Это насчет посещения его мастерской.
– Ну что?
– спросил Костя.
– Не тронь его, - оказала высокая, - Гоша сейчас как во сне.
А вторая сказала:
– Это он умеет, очаровывать. Вот приедем в мастерскую, он всем наговорит тысячу вещей о Возрождении, закидает именами художников, он это умеет.
– Действительно умеет?
– спросил Гошка.
Тут они сами наговорили три короба всякой всячины, и хотя все это было насчет его образованности и эрудиции, то есть о том, к чему должен стремиться дипломник-искусствовед, как-то так получалось, что их эрудиция - это хорошо, это прилично, а его эрудиция нехороша, неприлична и почти подозрительна. Потому что, с одной стороны, он как бы посягал на искусствоведово добро, а с другой - пускал это добро в оборот, оно у него плясало, это добро, и выделывало антраша, в общем работало, а не хранилось на полках с обозначениями школ и течений. И дипломницы даже завывали от раздражения, они кричали грубыми словами - эклектизм, эпигонство, нет своего лица, нет рисунка, нет композиции, эстетствующий натурализм, архаический формализм, провинциализм, изм, изм, - кричали они и притопывали озябшими ногами.
– А
фашизма там нет?– спросил Панфилов.
И тогда и теперь Гошку интересовало только это.
– А фашизма там нет?
– спросил Панфилов.
Они испугались и затормозили, сказали, что нет, фашизма там нет.
– Тогда, может быть, это своеобразие?
– спросил Гошка.
Они обиделись и ушли. Потому что это им в голову не приходило, а пришло в голову постороннему военному.
– А в общем-то он человек странный, - сказал Костя и добавил: - Впрочем, только человек и бывает странным. Свинство начинается со стандарта.
– А что, они правду говорили, что он плохой художник?
– Правду. Только он не просто плохой художник, он плохой великий художник.
– Объясни, - сказал Лешка.
Он все время молчал. А когда начинали разговаривать - уходил смотреть сирени Кончаловского, портрет Алексея Толстого со снедью, битую дичь, зимние окна. Долго стоял у портрета жены Алексея Толстого, красавицы. Потом сказал, что она похожа на Шурку-певицу. Была такая женщина у них на Благуше до войны. Инструктор райкома комсомола.

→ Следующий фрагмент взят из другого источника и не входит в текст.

use std::{
    io::{BufWriter, Write, stdout},
    path::PathBuf,
};

use clap::{Parser, Subcommand};

use crate::{
    common::{
        config::{DEFAULT_RESOURCE_DIR, StoreConfig, UnknownDepartmentPolicy},
        error::AppError,
        event::StockCommand,
        money::Money,
    },
    domain::ledger::InventoryLedger,
    io::{store::CsvRecordStore, writer},
    worker::{
        low_stock::{LowStockMonitor, LowStockWarning, is_low_stock},
        notifier::ChangeNotifier,
        processor::Processor,
    },
};

/// Stock control for the primary and partner catalogs
#[derive(Parser, Debug)]
#[command(name = "stock_control")]
#[command(version, about, long_about = None)]
pub struct Args {
    /// Directory holding the catalog and sales CSV files
    #[arg(short, long, default_value = DEFAULT_RESOURCE_DIR)]
    pub resources: PathBuf,

    /// How partner rows with an unknown department id are merged
    #[arg(long, value_enum, default_value_t = UnknownDepartmentPolicy::PassThrough)]
    pub unknown_departments: UnknownDepartmentPolicy,

    #[command(subcommand)]
    pub command: Command,
}

#[derive(Subcommand, Debug)]
pub enum Command {
    /// Print the merged stock table
    Stock,
    /// Print every recorded sale
    Sales,
    /// Print items below the low-stock threshold
    LowStock,
    /// Add a stock item and save the stock file
    Buy {
        #[arg(long)]
        code: String,
        #[arg(long)]
        title: String,
        #[arg(long, default_value = "")]
        description: String,
        /// Unit price, e.g. 10.99
        #[arg(long, value_parser = parse_price)]
        price: Money,
        #[arg(long, value_parser = clap::value_parser!(u32).range(0..=i64::from(i32::MAX)))]
        quantity: u32,
    },
    /// Sell from the first item with the given code and save the stock file
    Sell {
        #[arg(long)]
        code: String,
        #[arg(long, allow_negative_numbers = true)]
        quantity: i64,
    },
}

fn parse_price(s: &str) -> Result<Money, String> {
    let price: Money = s.parse().map_err(|e| format!("invalid price '{s}': {e}"))?;
    if price < Money::zero() {
        return Err(format!("invalid price '{s}': must not be negative"));
    }
    // The stock file holds pounds as a 32-bit integer.
    if price.pounds() > i64::from(i32::MAX) {
        return Err(format!("invalid price '{s}': too large"));
    }
    Ok(price)
}

pub fn run<I, S>(args: I) -> Result<(), AppError>
where
    I: IntoIterator<Item = S>,
    S: Into<std::ffi::OsString> + Clone,
{
    let args = match Args::try_parse_from(args) {
        Ok(args) => args,
        // --help and --version
        Err(e) if !e.use_stderr() => {
            print!("{e}");
            return Ok(());
        }
        Err(e) => return Err(AppError::Parse(e.to_string())),
    };
    let config =
        StoreConfig::new(&args.resources).with_unknown_departments(args.unknown_departments);

    let (mut ledger, load_errors) =
        InventoryLedger::initialize(CsvRecordStore::new(config), ChangeNotifier::new())
            .into_parts();
    if !load_errors.is_empty() {
        log::warn!("continuing with {} load error(s)", load_errors.len());
    }
    ledger
        .notifier_mut()
        .subscribe(LowStockMonitor::new(|warning: LowStockWarning| {
            eprintln!("{warning}");
        }));

    let stdout = stdout();
    let mut out = BufWriter::new(stdout.lock());
    let mut processor = Processor::new();

    match args.command {
        Command::Stock => writer::write_stock_table(&mut out, ledger.items())?,
        Command::Sales => {
            let records = ledger.current_sales_log().value;
            writer::write_sales_table(&mut out, &records)?;
        }
        Command::LowStock => {
            let low: Vec<_> = ledger
                .items()
                .iter()
                .filter(|item| is_low_stock(item))
                .cloned()
                .collect();
            writer::write_stock_table(&mut out, &low)?;
        }
        Command::Buy {
            code,
            title,
            description,
            price,
            quantity,
        } => {
            let command = StockCommand::Buy {
                code,
                title,
                description,
                price,
                quantity,
            };
            processor.process(&mut ledger, command)?;
            writer::write_stock_table(&mut out, ledger.items())?;
        }
        Command::Sell { code, quantity } => {
            processor.process(&mut ledger, StockCommand::Sell { code, quantity })?;
            writer::write_stock_table(&mut out, ledger.items())?;
        }
    }

    out.flush()?;
    Ok(())
}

– А ты понимаешь, Памфилий?
– спросил Лешка.
– Кажется, Рыжик.
Была такая книжка из серии "Жизнь замечательных людей", называлась "Стейниц и Ласкер". Про шахматистов. Вот чем Гошка никогда не мог увлечься - шахматами. Чересчур нервная игра. Как рыбная ловля. Хочется кому-то в морду дать, когда не клюет, а некому. Так вот, в этой книжке сравнивались Стейниц, открывший шахматную теорию, - он восемь лет был чемпионом мира, и Ласкер - двадцать семь лет был чемпионом мира, великий игрок. И там была поразившая Гошку мысль. Там говорилось, что если из истории шахмат изъять Ласкера, то шахматная история повернула бы в другом направлении. *
– Понял, - сказал Лешка.
– Хотя Стейниц играл хуже Ласкера…
– Значит, по-твоему, - сказал Памфилий Косте, - если изъять его из истории живописи…

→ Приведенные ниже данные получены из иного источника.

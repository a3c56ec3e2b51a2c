use crate::domain::stock_item::StockItem;

/// Receives every item the ledger changes.
pub trait StockListener {
    fn on_stock_changed(&mut self, item: &StockItem);
}

impl<F> StockListener for F
where
    F: FnMut(&StockItem),
{
    fn on_stock_changed(&mut self, item: &StockItem) {
        (*self)(item)
    }
}

#[derive(Debug, Clone, Copy, PartialEq, Eq, Hash)]
pub struct ListenerId(u64);

/// Synchronous "item changed" broadcaster.
///
/// Listeners run on the publishing thread, in registration order, before
/// [`ChangeNotifier::publish`] returns. A listener that panics is not isolated:
/// the panic unwinds through `publish` and later listeners miss the event.
#[derive(Default)]
pub struct ChangeNotifier {
    listeners: Vec<(ListenerId, Box<dyn StockListener>)>,
    next_id: u64,
}

impl ChangeNotifier {
    pub fn new() -> Self {
        Self::default()
    }

    pub fn subscribe(&mut self, listener: impl StockListener + 'static) -> ListenerId {
        let id = ListenerId(self.next_id);
        self.next_id += 1;
        self.listeners.push((id, Box::new(listener)));
        id
    }

    /// Returns `false` when `id` was not subscribed.
    pub fn unsubscribe(&mut self, id: ListenerId) -> bool {
        let before = self.listeners.len();
        self.listeners.retain(|(lid, _)| *lid != id);
        self.listeners.len() != before
    }

    pub fn publish(&mut self, item: &StockItem) {
        for (_, listener) in self.listeners.iter_mut() {
            listener.on_stock_changed(item);
        }
    }

    pub fn listener_count(&self) -> usize {
        self.listeners.len()
    }
}

impl std::fmt::Debug for ChangeNotifier {
    fn fmt(&self, f: &mut std::fmt::Formatter<'_>) -> std::fmt::Result {
        f.debug_struct("ChangeNotifier")
            .field("listeners", &self.listeners.len())
            .finish()
    }
}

– Сходишь, сам узнаешь что к чему, - сказал Костя.
– Я знаю одно, - сказал Гошка, и это была чистая правда, - я хочу познакомиться с человеком, который умеет очаровывать. Потому что меня давно уже что-то никто не очаровывал.

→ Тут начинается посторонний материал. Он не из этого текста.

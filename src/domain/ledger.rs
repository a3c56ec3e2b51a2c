use chrono::{Local, NaiveDateTime};

use crate::{
    common::{config::UnknownDepartmentPolicy, error::StoreError, outcome::Outcome},
    domain::{
        adapter, partner_item::PartnerStockItem, sales::SalesRecord, stock_item::StockItem,
    },
    io::store::CsvRecordStore,
    worker::notifier::ChangeNotifier,
};

/// The merged stock list plus access to the sales log on disk.
#[derive(Debug)]
pub struct InventoryLedger {
    items: Vec<StockItem>,
    store: CsvRecordStore,
    notifier: ChangeNotifier,
}

impl InventoryLedger {
    /// Loads both catalogs through `store` and merges them. Load failures are
    /// collected in the outcome; the ledger holds whatever could be read.
    pub fn initialize(store: CsvRecordStore, notifier: ChangeNotifier) -> Outcome<Self> {
        let mut outcome = Outcome::clean(());
        let primary = outcome.absorb(store.load_stock());
        let partner = outcome.absorb(store.load_partner_stock());
        let ledger = Self::from_parts(store, notifier, primary, partner);
        log::info!("ledger initialized with {} items", ledger.items.len());
        Outcome {
            value: ledger,
            errors: outcome.errors,
        }
    }

    /// Primary items keep file order; each partner item follows unless its
    /// derived code is already in the list being built.
    pub fn from_parts(
        store: CsvRecordStore,
        notifier: ChangeNotifier,
        primary: Vec<StockItem>,
        partner: Vec<PartnerStockItem>,
    ) -> Self {
        let policy = store.config().unknown_departments;
        let mut items = primary;
        for partner_item in &partner {
            if policy == UnknownDepartmentPolicy::Reject
                && !adapter::has_known_department(partner_item)
            {
                log::warn!(
                    "dropping partner item {} with unknown department {}",
                    partner_item.code(),
                    partner_item.department_id()
                );
                continue;
            }
            let code = adapter::derive_product_code(partner_item);
            if items.iter().any(|item| item.product_code() == code) {
                log::debug!("partner item {code} already stocked, keeping existing entry");
                continue;
            }
            items.push(adapter::to_stock_item(partner_item));
        }
        Self {
            items,
            store,
            notifier,
        }
    }

    pub fn items(&self) -> &[StockItem] {
        &self.items
    }

    /// First item with `code`, matching the item [`InventoryLedger::sell`] acts on.
    pub fn find(&self, code: &str) -> Option<&StockItem> {
        self.items.iter().find(|item| item.product_code() == code)
    }

    pub fn store(&self) -> &CsvRecordStore {
        &self.store
    }

    pub fn notifier_mut(&mut self) -> &mut ChangeNotifier {
        &mut self.notifier
    }

    /// Appends `item` even when its code is already stocked, then publishes it.
    /// Persisting is left to the caller.
    pub fn buy(&mut self, item: StockItem) {
        log::info!("bought {} x{}", item.product_code(), item.quantity_in_stock());
        self.items.push(item);
        if let Some(added) = self.items.last() {
            self.notifier.publish(added);
        }
    }

    pub fn sell(&mut self, code: &str, quantity: i64) -> Outcome<Option<SalesRecord>> {
        self.sell_at(code, quantity, Local::now().naive_local())
    }

    /// Sells from the first item with `code` only.
    ///
    /// A quantity that would go negative is left unchanged without an error;
    /// callers check sufficiency first. The change is still published and the
    /// sale still recorded. An unknown code does nothing and returns `None`.
    pub fn sell_at(
        &mut self,
        code: &str,
        quantity: i64,
        when: NaiveDateTime,
    ) -> Outcome<Option<SalesRecord>> {
        let Some(item) = self.items.iter_mut().find(|item| item.product_code() == code) else {
            log::debug!("sell ignored, no item with code {code}");
            return Outcome::clean(None);
        };

        let in_stock = item.quantity_in_stock();
        let updated = i64::from(in_stock)
            .checked_sub(quantity)
            .is_some_and(|remaining| item.set_quantity_in_stock(remaining));
        if !updated {
            log::warn!(
                "sale of {quantity} x {code} exceeds the {in_stock} in stock, quantity unchanged"
            );
        }
        self.notifier.publish(item);

        let record = SalesRecord::at(when, code, quantity, item.unit_price());
        match self.store.append_sale(&record) {
            Ok(_) => Outcome::clean(Some(record)),
            Err(e) => Outcome::with_error(Some(record), e),
        }
    }

    /// Rewrites the whole stock file from the in-memory list.
    pub fn persist_stock(&self) -> Result<(), StoreError> {
        self.store.write_stock(&self.items)
    }

    /// Sales history as currently on disk.
    pub fn current_sales_log(&self) -> Outcome<Vec<SalesRecord>> {
        self.store.load_sales()
    }
}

– И это была чистая правда.
– И я хочу, чтобы мне наговорили тысячу вещей о Возрождении и закидали именами художников. Не возражаю. Пойдем, ребята?
– Я не пойду, - сказал Костя.
– Опасно.
– Почему?
– спросил Лешка.
– Он мне как человек нравится безумно. Боюсь влипнуть в ученики. А он всех учеников подминает.
– Ну, мне это не грозит, - сказал Памфилий.
– Я не художник. И потом, может, его ученики не тому у него учатся, чему нужно.
– Я тоже не пойду, - сказал Лешка.
– Мне некогда. У меня заданий - во!
И он полоснул себя ладонью по кадыку. Худые они какие, гражданские студенты. Не то что я, сытая рожа…
Э-эх…
Плохо живем, граждане, грыземся, накапливаем опыт - синяки, раны, память о гибели, могилы в песках, за битого двух небитых дают. Ну, а кому он нужен, битый, чему он научился, человек-отбивная? Осторожности? Так ведь всего не предусмотришь! Изучай трагический опыт, чтоб то не повторилось и это не повторилось. И все равно повторяется. А как бы это начать помаленьку изучать какой-нибудь другой опыт?
Неужели человечеству нечего вспомнить радостного? Может быть, настало время изучать и накапливать опыт радости, а не опыт беды?